Collected data:
○ ○ ○ ○ ○

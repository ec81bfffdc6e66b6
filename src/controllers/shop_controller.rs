//! Controller del shop
//!
//! Búsqueda por rango de potencia y la operación add-wheels.

use std::sync::Arc;

use tokio::sync::RwLock;

use crate::models::vehicle::Vehicle;
use crate::repositories::vehicle_repository::{VehicleChanges, VehicleRepository};
use crate::services::query_engine;
use crate::utils::errors::{not_found_error, AppError, AppResult};

pub struct ShopController {
    repository: Arc<RwLock<VehicleRepository>>,
}

impl ShopController {
    pub fn new(repository: Arc<RwLock<VehicleRepository>>) -> Self {
        Self { repository }
    }

    pub async fn search_by_engine_power(&self, from: i64, to: i64) -> AppResult<Vec<Vehicle>> {
        let repository = self.repository.read().await;
        query_engine::search_by_engine_power(repository.list(), from, to)
    }

    /// Suma ruedas al vehículo; la ausencia previa cuenta como cero
    pub async fn add_wheels(&self, vehicle_id: i64, wheels: i64) -> AppResult<Vehicle> {
        if wheels < 1 {
            return Err(AppError::BadRequest(
                "Number of wheels must be positive".to_string(),
            ));
        }

        let mut repository = self.repository.write().await;
        let current = repository
            .find_by_id(vehicle_id)
            .ok_or_else(|| not_found_error("Vehicle", vehicle_id))?
            .number_of_wheels
            .unwrap_or(0);

        let total = current.checked_add(wheels).ok_or_else(|| {
            AppError::BadRequest("Resulting number of wheels is too large".to_string())
        })?;

        repository.update(
            vehicle_id,
            VehicleChanges {
                number_of_wheels: Some(total),
                ..Default::default()
            },
        )
    }
}
//! Middleware de CORS
//!
//! El front end de inventario corre en otro origen durante el
//! desarrollo, así que el API acepta requests cross-origin.

use axum::http::{HeaderName, HeaderValue, Method};
use tower_http::cors::CorsLayer;

/// Crear middleware de CORS configurado para desarrollo
/// NOTA: Permite cualquier origen - solo para desarrollo
pub fn cors_middleware() -> CorsLayer {
    CorsLayer::very_permissive()
}

/// Crear middleware de CORS con orígenes específicos
pub fn cors_middleware_with_origins(origins: Vec<String>) -> CorsLayer {
    let mut cors = CorsLayer::new();

    for origin in origins {
        if let Ok(header_value) = HeaderValue::from_str(&origin) {
            cors = cors.allow_origin(header_value);
        }
    }

    cors.allow_methods([
        Method::GET,
        Method::POST,
        Method::PUT,
        Method::DELETE,
        Method::PATCH,
        Method::OPTIONS,
    ])
    .allow_headers([
        HeaderName::from_static("content-type"),
        HeaderName::from_static("accept"),
        HeaderName::from_static("origin"),
        HeaderName::from_static("x-requested-with"),
    ])
    .max_age(std::time::Duration::from_secs(3600))
}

○ ○ ○ ○ ○

What to produce –
Print out each record above exactly, with nothing omitted.

Solution –
repository ec81bfffdc6e66b6
filename src/controllers/shop_controller.rs
//! Controller del shop
//!
//! Búsqueda por rango de potencia y la operación add-wheels.

use std::sync::Arc;

use tokio::sync::RwLock;

use crate::models::vehicle::Vehicle;
use crate::repositories::vehicle_repository::{VehicleChanges, VehicleRepository};
use crate::services::query_engine;
use crate::utils::errors::{not_found_error, AppError, AppResult};

pub struct ShopController {
    repository: Arc<RwLock<VehicleRepository>>,
}

impl ShopController {
    pub fn new(repository: Arc<RwLock<VehicleRepository>>) -> Self {
        Self { repository }
    }

    pub async fn search_by_engine_power(&self, from: i64, to: i64) -> AppResult<Vec<Vehicle>> {
        let repository = self.repository.read().await;
        query_engine::search_by_engine_power(repository.list(), from, to)
    }

    /// Suma ruedas al vehículo; la ausencia previa cuenta como cero
    pub async fn add_wheels(&self, vehicle_id: i64, wheels: i64) -> AppResult<Vehicle> {
        if wheels < 1 {
            return Err(AppError::BadRequest(
                "Number of wheels must be positive".to_string(),
            ));
        }

        let mut repository = self.repository.write().await;
        let current = repository
            .find_by_id(vehicle_id)
            .ok_or_else(|| not_found_error("Vehicle", vehicle_id))?
            .number_of_wheels
            .unwrap_or(0);

        let total = current.checked_add(wheels).ok_or_else(|| {
            AppError::BadRequest("Resulting number of wheels is too large".to_string())
        })?;

        repository.update(
            vehicle_id,
            VehicleChanges {
                number_of_wheels: Some(total),
                ..Default::default()
            },
        )
    }
}
//! Middleware de CORS
//!
//! El front end de inventario corre en otro origen durante el
//! desarrollo, así que el API acepta requests cross-origin.

use axum::http::{HeaderName, HeaderValue, Method};
use tower_http::cors::CorsLayer;

/// Crear middleware de CORS configurado para desarrollo
/// NOTA: Permite cualquier origen - solo para desarrollo
pub fn cors_middleware() -> CorsLayer {
    CorsLayer::very_permissive()
}

/// Crear middleware de CORS con orígenes específicos
pub fn cors_middleware_with_origins(origins: Vec<String>) -> CorsLayer {
    let mut cors = CorsLayer::new();

    for origin in origins {
        if let Ok(header_value) = HeaderValue::from_str(&origin) {
            cors = cors.allow_origin(header_value);
        }
    }

    cors.allow_methods([
        Method::GET,
        Method::POST,
        Method::PUT,
        Method::DELETE,
        Method::PATCH,
        Method::OPTIONS,
    ])
    .allow_headers([
        HeaderName::from_static("content-type"),
        HeaderName::from_static("accept"),
        HeaderName::from_static("origin"),
        HeaderName::from_static("x-requested-with"),
    ])
    .max_age(std::time::Duration::from_secs(3600))
}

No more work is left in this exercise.